* [What you need to do]: The lines you return must be all those in the data that hold the string "struct".

[[ Entries provided open ]]

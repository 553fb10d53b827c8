use serde::{Deserialize, Serialize};
use utoipa::ToSchema;
use uuid::Uuid;

use crate::models::CartItem;

#[derive(Debug, Deserialize, ToSchema)]
pub struct AddToCartRequest {
    pub buyer_id: Uuid,
    pub product_id: Uuid,
    pub product_name: String,
    pub category: String,
    pub ordered_quantity: i32,
    pub unit: Option<String>,
    pub price: Option<i64>,
    pub image: Option<String>,
}

#[derive(Debug, Serialize, ToSchema)]
pub struct CartList {
    pub items: Vec<CartItem>,
}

[[ Entries provided closed ]]

* [Answer space]:
pub struct AddToCartRequest {
pub struct CartList {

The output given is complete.